> **Task statement**
Please output each line of the data exactly as it appears.
━━━ Entries supplied ━━━
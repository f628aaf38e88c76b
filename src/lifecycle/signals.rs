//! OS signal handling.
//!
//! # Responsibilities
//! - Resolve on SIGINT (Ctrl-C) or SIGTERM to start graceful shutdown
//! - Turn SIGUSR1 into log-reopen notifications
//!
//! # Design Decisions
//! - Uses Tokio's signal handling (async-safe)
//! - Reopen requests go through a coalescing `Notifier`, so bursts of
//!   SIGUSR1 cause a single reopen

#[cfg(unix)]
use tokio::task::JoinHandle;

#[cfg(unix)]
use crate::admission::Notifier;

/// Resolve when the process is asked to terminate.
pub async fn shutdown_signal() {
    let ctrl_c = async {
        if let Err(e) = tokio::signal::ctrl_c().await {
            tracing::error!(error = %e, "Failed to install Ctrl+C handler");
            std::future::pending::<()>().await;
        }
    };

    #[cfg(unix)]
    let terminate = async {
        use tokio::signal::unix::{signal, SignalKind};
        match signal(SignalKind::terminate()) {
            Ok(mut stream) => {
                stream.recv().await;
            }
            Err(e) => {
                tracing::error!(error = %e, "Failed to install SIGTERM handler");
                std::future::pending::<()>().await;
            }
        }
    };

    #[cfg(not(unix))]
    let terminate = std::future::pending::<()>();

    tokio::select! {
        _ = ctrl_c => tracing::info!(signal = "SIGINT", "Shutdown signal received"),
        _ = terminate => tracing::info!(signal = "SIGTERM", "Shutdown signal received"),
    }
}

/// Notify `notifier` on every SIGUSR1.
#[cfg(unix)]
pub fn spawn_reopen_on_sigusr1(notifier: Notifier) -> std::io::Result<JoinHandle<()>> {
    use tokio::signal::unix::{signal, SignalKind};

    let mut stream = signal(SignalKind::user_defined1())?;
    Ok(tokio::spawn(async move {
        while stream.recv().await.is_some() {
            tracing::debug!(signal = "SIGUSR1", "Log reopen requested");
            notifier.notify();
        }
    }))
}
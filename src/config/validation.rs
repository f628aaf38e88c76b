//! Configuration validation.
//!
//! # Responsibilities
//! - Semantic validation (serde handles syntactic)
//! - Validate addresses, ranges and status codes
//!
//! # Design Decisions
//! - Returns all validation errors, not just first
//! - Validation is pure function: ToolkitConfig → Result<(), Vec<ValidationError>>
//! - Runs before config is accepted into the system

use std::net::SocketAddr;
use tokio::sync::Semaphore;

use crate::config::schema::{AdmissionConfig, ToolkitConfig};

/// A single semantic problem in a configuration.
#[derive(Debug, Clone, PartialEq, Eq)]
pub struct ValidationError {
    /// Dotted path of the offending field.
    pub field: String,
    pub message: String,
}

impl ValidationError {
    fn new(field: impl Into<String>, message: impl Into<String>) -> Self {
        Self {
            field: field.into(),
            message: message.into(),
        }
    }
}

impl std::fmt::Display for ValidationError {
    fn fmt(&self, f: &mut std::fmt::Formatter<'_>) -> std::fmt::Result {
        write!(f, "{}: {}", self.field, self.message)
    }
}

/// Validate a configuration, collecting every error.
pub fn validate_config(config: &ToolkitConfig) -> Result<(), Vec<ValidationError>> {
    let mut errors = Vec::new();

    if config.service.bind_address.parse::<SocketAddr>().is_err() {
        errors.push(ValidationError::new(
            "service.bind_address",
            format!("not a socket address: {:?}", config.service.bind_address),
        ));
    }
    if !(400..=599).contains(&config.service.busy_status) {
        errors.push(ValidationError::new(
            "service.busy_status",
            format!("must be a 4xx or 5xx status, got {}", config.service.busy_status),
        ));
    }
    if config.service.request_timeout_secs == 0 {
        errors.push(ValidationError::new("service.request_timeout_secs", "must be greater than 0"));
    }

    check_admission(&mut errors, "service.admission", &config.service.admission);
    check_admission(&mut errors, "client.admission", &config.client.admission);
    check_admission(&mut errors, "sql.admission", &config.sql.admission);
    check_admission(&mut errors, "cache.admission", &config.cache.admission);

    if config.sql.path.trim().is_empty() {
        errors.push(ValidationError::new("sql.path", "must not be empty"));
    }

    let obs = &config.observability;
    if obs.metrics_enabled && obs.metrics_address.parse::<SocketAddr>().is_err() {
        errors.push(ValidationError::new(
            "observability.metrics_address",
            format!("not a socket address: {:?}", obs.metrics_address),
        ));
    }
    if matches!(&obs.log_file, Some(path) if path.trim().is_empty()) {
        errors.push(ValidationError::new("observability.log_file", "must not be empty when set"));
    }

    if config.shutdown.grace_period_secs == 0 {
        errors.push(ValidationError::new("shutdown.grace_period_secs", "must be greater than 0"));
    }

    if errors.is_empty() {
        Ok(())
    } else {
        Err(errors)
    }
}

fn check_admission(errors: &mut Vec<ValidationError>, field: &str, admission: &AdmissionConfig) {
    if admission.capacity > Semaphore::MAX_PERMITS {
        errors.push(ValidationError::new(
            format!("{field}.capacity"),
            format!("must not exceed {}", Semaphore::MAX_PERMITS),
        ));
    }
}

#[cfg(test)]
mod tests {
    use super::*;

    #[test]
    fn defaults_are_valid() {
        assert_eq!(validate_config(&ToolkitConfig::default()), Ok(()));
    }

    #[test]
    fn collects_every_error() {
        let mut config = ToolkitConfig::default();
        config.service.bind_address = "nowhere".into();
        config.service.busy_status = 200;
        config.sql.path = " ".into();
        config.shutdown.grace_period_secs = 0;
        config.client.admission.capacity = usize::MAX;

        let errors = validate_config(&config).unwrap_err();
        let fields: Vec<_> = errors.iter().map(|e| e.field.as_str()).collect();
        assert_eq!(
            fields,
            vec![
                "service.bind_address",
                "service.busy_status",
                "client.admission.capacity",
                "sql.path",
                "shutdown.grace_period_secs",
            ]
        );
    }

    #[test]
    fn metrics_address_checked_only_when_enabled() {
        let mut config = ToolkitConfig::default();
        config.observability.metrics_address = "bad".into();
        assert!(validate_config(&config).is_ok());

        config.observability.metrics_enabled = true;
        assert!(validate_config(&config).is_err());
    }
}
━━━
> **Response**
repository f628aaf38e88c76b
filename src/lifecycle/signals.rs
//! OS signal handling.
//!
//! # Responsibilities
//! - Resolve on SIGINT (Ctrl-C) or SIGTERM to start graceful shutdown
//! - Turn SIGUSR1 into log-reopen notifications
//!
//! # Design Decisions
//! - Uses Tokio's signal handling (async-safe)
//! - Reopen requests go through a coalescing `Notifier`, so bursts of
//!   SIGUSR1 cause a single reopen

#[cfg(unix)]
use tokio::task::JoinHandle;

#[cfg(unix)]
use crate::admission::Notifier;

/// Resolve when the process is asked to terminate.
pub async fn shutdown_signal() {
    let ctrl_c = async {
        if let Err(e) = tokio::signal::ctrl_c().await {
            tracing::error!(error = %e, "Failed to install Ctrl+C handler");
            std::future::pending::<()>().await;
        }
    };

    #[cfg(unix)]
    let terminate = async {
        use tokio::signal::unix::{signal, SignalKind};
        match signal(SignalKind::terminate()) {
            Ok(mut stream) => {
                stream.recv().await;
            }
            Err(e) => {
                tracing::error!(error = %e, "Failed to install SIGTERM handler");
                std::future::pending::<()>().await;
            }
        }
    };

    #[cfg(not(unix))]
    let terminate = std::future::pending::<()>();

    tokio::select! {
        _ = ctrl_c => tracing::info!(signal = "SIGINT", "Shutdown signal received"),
        _ = terminate => tracing::info!(signal = "SIGTERM", "Shutdown signal received"),
    }
}

/// Notify `notifier` on every SIGUSR1.
#[cfg(unix)]
pub fn spawn_reopen_on_sigusr1(notifier: Notifier) -> std::io::Result<JoinHandle<()>> {
    use tokio::signal::unix::{signal, SignalKind};

    let mut stream = signal(SignalKind::user_defined1())?;
    Ok(tokio::spawn(async move {
        while stream.recv().await.is_some() {
            tracing::debug!(signal = "SIGUSR1", "Log reopen requested");
            notifier.notify();
        }
    }))
}
filename src/config/validation.rs
repository f628aaf38e88c76b
//! Configuration validation.
//!
//! # Responsibilities
//! - Semantic validation (serde handles syntactic)
//! - Validate addresses, ranges and status codes
//!
//! # Design Decisions
//! - Returns all validation errors, not just first
//! - Validation is pure function: ToolkitConfig → Result<(), Vec<ValidationError>>
//! - Runs before config is accepted into the system

use std::net::SocketAddr;
use tokio::sync::Semaphore;

use crate::config::schema::{AdmissionConfig, ToolkitConfig};

/// A single semantic problem in a configuration.
#[derive(Debug, Clone, PartialEq, Eq)]
pub struct ValidationError {
    /// Dotted path of the offending field.
    pub field: String,
    pub message: String,
}

impl ValidationError {
    fn new(field: impl Into<String>, message: impl Into<String>) -> Self {
        Self {
            field: field.into(),
            message: message.into(),
        }
    }
}

impl std::fmt::Display for ValidationError {
    fn fmt(&self, f: &mut std::fmt::Formatter<'_>) -> std::fmt::Result {
        write!(f, "{}: {}", self.field, self.message)
    }
}

/// Validate a configuration, collecting every error.
pub fn validate_config(config: &ToolkitConfig) -> Result<(), Vec<ValidationError>> {
    let mut errors = Vec::new();

    if config.service.bind_address.parse::<SocketAddr>().is_err() {
        errors.push(ValidationError::new(
            "service.bind_address",
            format!("not a socket address: {:?}", config.service.bind_address),
        ));
    }
    if !(400..=599).contains(&config.service.busy_status) {
        errors.push(ValidationError::new(
            "service.busy_status",
            format!("must be a 4xx or 5xx status, got {}", config.service.busy_status),
        ));
    }
    if config.service.request_timeout_secs == 0 {
        errors.push(ValidationError::new("service.request_timeout_secs", "must be greater than 0"));
    }

    check_admission(&mut errors, "service.admission", &config.service.admission);
    check_admission(&mut errors, "client.admission", &config.client.admission);
    check_admission(&mut errors, "sql.admission", &config.sql.admission);
    check_admission(&mut errors, "cache.admission", &config.cache.admission);

    if config.sql.path.trim().is_empty() {
        errors.push(ValidationError::new("sql.path", "must not be empty"));
    }

    let obs = &config.observability;
    if obs.metrics_enabled && obs.metrics_address.parse::<SocketAddr>().is_err() {
        errors.push(ValidationError::new(
            "observability.metrics_address",
            format!("not a socket address: {:?}", obs.metrics_address),
        ));
    }
    if matches!(&obs.log_file, Some(path) if path.trim().is_empty()) {
        errors.push(ValidationError::new("observability.log_file", "must not be empty when set"));
    }

    if config.shutdown.grace_period_secs == 0 {
        errors.push(ValidationError::new("shutdown.grace_period_secs", "must be greater than 0"));
    }

    if errors.is_empty() {
        Ok(())
    } else {
        Err(errors)
    }
}

fn check_admission(errors: &mut Vec<ValidationError>, field: &str, admission: &AdmissionConfig) {
    if admission.capacity > Semaphore::MAX_PERMITS {
        errors.push(ValidationError::new(
            format!("{field}.capacity"),
            format!("must not exceed {}", Semaphore::MAX_PERMITS),
        ));
    }
}

#[cfg(test)]
mod tests {
    use super::*;

    #[test]
    fn defaults_are_valid() {
        assert_eq!(validate_config(&ToolkitConfig::default()), Ok(()));
    }

    #[test]
    fn collects_every_error() {
        let mut config = ToolkitConfig::default();
        config.service.bind_address = "nowhere".into();
        config.service.busy_status = 200;
        config.sql.path = " ".into();
        config.shutdown.grace_period_secs = 0;
        config.client.admission.capacity = usize::MAX;

        let errors = validate_config(&config).unwrap_err();
        let fields: Vec<_> = errors.iter().map(|e| e.field.as_str()).collect();
        assert_eq!(
            fields,
            vec![
                "service.bind_address",
                "service.busy_status",
                "client.admission.capacity",
                "sql.path",
                "shutdown.grace_period_secs",
            ]
        );
    }

    #[test]
    fn metrics_address_checked_only_when_enabled() {
        let mut config = ToolkitConfig::default();
        config.observability.metrics_address = "bad".into();
        assert!(validate_config(&config).is_ok());

        config.observability.metrics_enabled = true;
        assert!(validate_config(&config).is_err());
    }
}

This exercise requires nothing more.